> _SUPPLIED RECORDS_:
//! Pipeline manifest: the YAML file front-ends feed the engine with.
//!
//! A manifest declares router settings, agent bindings (with retry and
//! breaker policies), and the pipeline steps with their dependencies. The
//! loader validates structure up front and converts the pipeline into an
//! [`ExecutionPlan`]; the engine itself never reads files.
//!
//! ```yaml
//! router:
//!   worker_pool_size: 4
//!   default_timeout: 5s
//! agents:
//!   - id: summarize_agent
//!     retry: { max_attempts: 2, backoff: exponential }
//!     circuit_breaker: { failure_threshold: 3, reset_timeout: 60s }
//! pipeline:
//!   - step: summarize_agent
//!   - step: classify_agent
//!     depends_on: summarize_agent
//! ```

use serde::Deserialize;
use std::collections::{HashMap, HashSet};
use std::fs;
use std::path::Path;
use std::time::Duration;
use thiserror::Error;

use crate::agent::AgentInput;
use crate::circuit_breaker::CircuitBreakerPolicy;
use crate::config::RouterConfig;
use crate::plan::{AgentInvocation, ExecutionPlan, PlanNode};
use crate::retry::{BackoffStrategy, RetryPolicy};

#[derive(Debug, Error)]
pub enum ManifestError {
    #[error("manifest: read {path:?}: {source}")]
    Read {
        path: String,
        #[source]
        source: std::io::Error,
    },
    #[error("manifest: parse {path:?}: {source}")]
    Parse {
        path: String,
        #[source]
        source: serde_yaml::Error,
    },
    #[error("manifest: agents list is empty")]
    EmptyAgents,
    #[error("manifest: pipeline is empty")]
    EmptyPipeline,
    #[error("manifest: agent id is empty")]
    EmptyAgentId,
    #[error("manifest: duplicate agent id {0:?}")]
    DuplicateAgentId(String),
    #[error("manifest: pipeline step is empty")]
    EmptyStep,
    #[error("manifest: duplicate pipeline step {0:?}")]
    DuplicateStep(String),
    #[error("manifest: pipeline step {0:?} has no matching agent")]
    UnboundStep(String),
    #[error("manifest: step {0:?} cannot depend on itself")]
    SelfDependency(String),
    #[error("manifest: step {step:?} depends on unknown step {dependency:?}")]
    UnknownDependency { step: String, dependency: String },
    #[error("manifest: cycle detected in pipeline")]
    Cycle,
}

/// Runtime settings section.
#[derive(Debug, Clone, Default, Deserialize)]
#[serde(deny_unknown_fields)]
pub struct RouterSettings {
    #[serde(default)]
    pub worker_pool_size: usize,
    #[serde(default, with = "humantime_serde")]
    pub default_timeout: Option<Duration>,
}

/// Retry options for one agent binding.
#[derive(Debug, Clone, Default, Deserialize)]
#[serde(deny_unknown_fields)]
pub struct RetrySettings {
    #[serde(default)]
    pub max_attempts: u32,
    #[serde(default)]
    pub backoff: BackoffStrategy,
}

/// Breaker options for one agent binding.
#[derive(Debug, Clone, Deserialize)]
#[serde(deny_unknown_fields)]
pub struct BreakerSettings {
    pub failure_threshold: u32,
    #[serde(default, with = "humantime_serde")]
    pub reset_timeout: Option<Duration>,
    #[serde(default, with = "humantime_serde")]
    pub probe_timeout: Option<Duration>,
}

/// One agent registration entry.
#[derive(Debug, Clone, Deserialize)]
#[serde(deny_unknown_fields)]
pub struct AgentBinding {
    pub id: String,
    #[serde(default)]
    pub retry: RetrySettings,
    #[serde(default)]
    pub circuit_breaker: Option<BreakerSettings>,
}

/// One node in the pipeline DAG.
#[derive(Debug, Clone, Deserialize)]
#[serde(deny_unknown_fields)]
pub struct PipelineStep {
    pub step: String,
    #[serde(default)]
    pub depends_on: Option<String>,
}

/// Top-level manifest file.
#[derive(Debug, Clone, Deserialize)]
#[serde(deny_unknown_fields)]
pub struct Manifest {
    #[serde(default)]
    pub router: RouterSettings,
    pub agents: Vec<AgentBinding>,
    pub pipeline: Vec<PipelineStep>,
}

impl Manifest {
    /// Parses and validates a YAML manifest file.
    pub fn load(path: impl AsRef<Path>) -> Result<Self, ManifestError> {
        let path = path.as_ref();
        let raw = fs::read_to_string(path).map_err(|source| ManifestError::Read {
            path: path.display().to_string(),
            source,
        })?;
        let manifest: Manifest =
            serde_yaml::from_str(&raw).map_err(|source| ManifestError::Parse {
                path: path.display().to_string(),
                source,
            })?;
        manifest.validate()?;
        Ok(manifest)
    }

    /// Enforces structural correctness before runtime.
    pub fn validate(&self) -> Result<(), ManifestError> {
        if self.agents.is_empty() {
            return Err(ManifestError::EmptyAgents);
        }
        if self.pipeline.is_empty() {
            return Err(ManifestError::EmptyPipeline);
        }

        let mut agents: HashSet<&str> = HashSet::with_capacity(self.agents.len());
        for binding in &self.agents {
            if binding.id.is_empty() {
                return Err(ManifestError::EmptyAgentId);
            }
            if !agents.insert(binding.id.as_str()) {
                return Err(ManifestError::DuplicateAgentId(binding.id.clone()));
            }
        }

        let mut steps: HashSet<&str> = HashSet::with_capacity(self.pipeline.len());
        for entry in &self.pipeline {
            if entry.step.is_empty() {
                return Err(ManifestError::EmptyStep);
            }
            if !steps.insert(entry.step.as_str()) {
                return Err(ManifestError::DuplicateStep(entry.step.clone()));
            }
            if !agents.contains(entry.step.as_str()) {
                return Err(ManifestError::UnboundStep(entry.step.clone()));
            }
        }

        for entry in &self.pipeline {
            let Some(dependency) = entry.depends_on.as_deref() else {
                continue;
            };
            if dependency == entry.step {
                return Err(ManifestError::SelfDependency(entry.step.clone()));
            }
            if !steps.contains(dependency) {
                return Err(ManifestError::UnknownDependency {
                    step: entry.step.clone(),
                    dependency: dependency.to_string(),
                });
            }
        }

        self.ordered_pipeline().map(|_| ())
    }

    /// Topological order of pipeline steps.
    pub fn ordered_pipeline(&self) -> Result<Vec<PipelineStep>, ManifestError> {
        let mut in_degree: HashMap<&str, usize> = HashMap::with_capacity(self.pipeline.len());
        let mut children: HashMap<&str, Vec<&str>> = HashMap::new();
        for entry in &self.pipeline {
            in_degree.entry(entry.step.as_str()).or_insert(0);
            if let Some(dependency) = entry.depends_on.as_deref() {
                *in_degree.entry(entry.step.as_str()).or_insert(0) += 1;
                children
                    .entry(dependency)
                    .or_default()
                    .push(entry.step.as_str());
            }
        }

        let mut queue: std::collections::VecDeque<&str> = self
            .pipeline
            .iter()
            .filter(|entry| in_degree.get(entry.step.as_str()) == Some(&0))
            .map(|entry| entry.step.as_str())
            .collect();

        let mut ordered_names: Vec<&str> = Vec::with_capacity(self.pipeline.len());
        while let Some(current) = queue.pop_front() {
            ordered_names.push(current);
            for child in children.get(current).map(Vec::as_slice).unwrap_or(&[]) {
                if let Some(degree) = in_degree.get_mut(child) {
                    *degree -= 1;
                    if *degree == 0 {
                        queue.push_back(child);
                    }
                }
            }
        }

        if ordered_names.len() != self.pipeline.len() {
            return Err(ManifestError::Cycle);
        }

        let by_name: HashMap<&str, &PipelineStep> = self
            .pipeline
            .iter()
            .map(|entry| (entry.step.as_str(), entry))
            .collect();
        Ok(ordered_names
            .into_iter()
            .filter_map(|name| by_name.get(name).copied().cloned())
            .collect())
    }

    /// Engine configuration derived from the router section; unset fields
    /// keep the engine defaults.
    pub fn router_config(&self) -> RouterConfig {
        let mut config = RouterConfig::default();
        if self.router.worker_pool_size > 0 {
            config.worker_pool_size = self.router.worker_pool_size;
        }
        if let Some(timeout) = self.router.default_timeout {
            config.default_timeout = timeout;
        }
        config
    }

    /// Converts the pipeline into an execution plan: one invocation per
    /// step, ids `{index:04}_{step}`, request ids `req_{index:04}`, with
    /// the binding's retry and breaker policies attached per node.
    pub fn to_execution_plan(
        &self,
        task_id: impl Into<String>,
        payload: &[u8],
    ) -> Result<ExecutionPlan, ManifestError> {
        let task_id = task_id.into();
        let ordered = self.ordered_pipeline()?;

        let bindings: HashMap<&str, &AgentBinding> = self
            .agents
            .iter()
            .map(|binding| (binding.id.as_str(), binding))
            .collect();
        let invocation_ids: HashMap<&str, String> = ordered
            .iter()
            .enumerate()
            .map(|(index, entry)| {
                (
                    entry.step.as_str(),
                    format!("{:04}_{}", index + 1, entry.step),
                )
            })
            .collect();

        let mut nodes = Vec::with_capacity(ordered.len());
        for (index, entry) in ordered.iter().enumerate() {
            let input = AgentInput::new(
                task_id.clone(),
                format!("req_{:04}", index + 1),
                payload.to_vec(),
            )
            .with_metadata("pipeline_step", entry.step.clone());

            let invocation_id = invocation_ids
                .get(entry.step.as_str())
                .cloned()
                .unwrap_or_default();
            let mut node =
                PlanNode::new(AgentInvocation::new(invocation_id, entry.step.clone(), input));

            if let Some(dependency) = entry.depends_on.as_deref() {
                if let Some(dependency_id) = invocation_ids.get(dependency) {
                    node = node.depends_on(dependency_id.clone());
                }
            }
            if let Some(binding) = bindings.get(entry.step.as_str()) {
                if binding.retry.max_attempts > 0 {
                    node = node.with_retry(
                        RetryPolicy::new(binding.retry.max_attempts)
                            .with_backoff(binding.retry.backoff),
                    );
                }
                if let Some(breaker) = &binding.circuit_breaker {
                    let mut policy = CircuitBreakerPolicy::new(
                        breaker.failure_threshold,
                        breaker.reset_timeout.unwrap_or(Duration::from_secs(60)),
                    );
                    if let Some(probe) = breaker.probe_timeout {
                        policy = policy.with_probe_timeout(probe);
                    }
                    node = node.with_circuit_breaker(policy);
                }
            }
            nodes.push(node);
        }

        Ok(ExecutionPlan::new(task_id, nodes))
    }
}

#[cfg(test)]
mod tests {
    use super::*;

    const MANIFEST: &str = r#"
router:
  worker_pool_size: 4
  default_timeout: 5s
agents:
  - id: summarize_agent
    retry:
      max_attempts: 2
      backoff: exponential
    circuit_breaker:
      failure_threshold: 3
      reset_timeout: 30s
      probe_timeout: 2s
  - id: classify_agent
    retry:
      max_attempts: 1
      backoff: linear
pipeline:
  - step: summarize_agent
  - step: classify_agent
    depends_on: summarize_agent
"#;

    fn manifest(raw: &str) -> Manifest {
        serde_yaml::from_str(raw).unwrap()
    }

    #[test]
    fn parses_and_validates_a_full_manifest() {
        let parsed = manifest(MANIFEST);
        parsed.validate().unwrap();

        assert_eq!(parsed.router.worker_pool_size, 4);
        assert_eq!(parsed.router.default_timeout, Some(Duration::from_secs(5)));
        assert_eq!(parsed.agents[0].retry.backoff, BackoffStrategy::Exponential);
        let breaker = parsed.agents[0].circuit_breaker.as_ref().unwrap();
        assert_eq!(breaker.failure_threshold, 3);
        assert_eq!(breaker.probe_timeout, Some(Duration::from_secs(2)));
    }

    #[test]
    fn ordered_pipeline_respects_dependencies() {
        let parsed = manifest(MANIFEST);
        let ordered = parsed.ordered_pipeline().unwrap();
        let names: Vec<&str> = ordered.iter().map(|entry| entry.step.as_str()).collect();
        assert_eq!(names, vec!["summarize_agent", "classify_agent"]);
    }

    #[test]
    fn to_execution_plan_builds_ids_and_policies() {
        let parsed = manifest(MANIFEST);
        let plan = parsed.to_execution_plan("task_demo", b"{}").unwrap();

        assert_eq!(plan.nodes.len(), 2);
        assert_eq!(plan.nodes[0].invocation.id, "0001_summarize_agent");
        assert_eq!(plan.nodes[1].invocation.id, "0002_classify_agent");
        assert_eq!(
            plan.nodes[1].depends_on,
            vec!["0001_summarize_agent".to_string()]
        );
        assert_eq!(plan.nodes[0].retry.as_ref().unwrap().max_attempts, 2);
        assert_eq!(
            plan.nodes[0]
                .circuit_breaker
                .as_ref()
                .unwrap()
                .failure_threshold,
            3
        );
        assert_eq!(plan.nodes[0].invocation.input.request_id, "req_0001");
        assert_eq!(
            plan.nodes[0].invocation.input.metadata["pipeline_step"],
            "summarize_agent"
        );
    }

    #[test]
    fn empty_sections_are_rejected() {
        let no_agents = manifest("agents: []\npipeline:\n  - step: a\n");
        assert!(matches!(
            no_agents.validate().unwrap_err(),
            ManifestError::EmptyAgents
        ));

        let no_pipeline = manifest("agents:\n  - id: a\npipeline: []\n");
        assert!(matches!(
            no_pipeline.validate().unwrap_err(),
            ManifestError::EmptyPipeline
        ));
    }

    #[test]
    fn unbound_step_is_rejected() {
        let parsed = manifest("agents:\n  - id: a\npipeline:\n  - step: ghost\n");
        assert!(matches!(
            parsed.validate().unwrap_err(),
            ManifestError::UnboundStep(step) if step == "ghost"
        ));
    }

    #[test]
    fn self_dependency_is_rejected() {
        let parsed = manifest(
            "agents:\n  - id: a\npipeline:\n  - step: a\n    depends_on: a\n",
        );
        assert!(matches!(
            parsed.validate().unwrap_err(),
            ManifestError::SelfDependency(step) if step == "a"
        ));
    }

    #[test]
    fn dependency_cycle_is_rejected() {
        let parsed = manifest(
            "agents:\n  - id: a\n  - id: b\npipeline:\n  - step: a\n    depends_on: b\n  - step: b\n    depends_on: a\n",
        );
        assert!(matches!(
            parsed.validate().unwrap_err(),
            ManifestError::Cycle
        ));
    }

    #[test]
    fn duplicate_step_is_rejected() {
        let parsed = manifest("agents:\n  - id: a\npipeline:\n  - step: a\n  - step: a\n");
        assert!(matches!(
            parsed.validate().unwrap_err(),
            ManifestError::DuplicateStep(step) if step == "a"
        ));
    }
}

> _WORK INSTRUCTIONS_:
Copy, please, exactly the lines that start at the first line of the data and end at the line containing "their dependencies. The", both kept and no others.

> _EXERCISE SOLUTION_:
//! Pipeline manifest: the YAML file front-ends feed the engine with.
//!
//! A manifest declares router settings, agent bindings (with retry and
//! breaker policies), and the pipeline steps with their dependencies. The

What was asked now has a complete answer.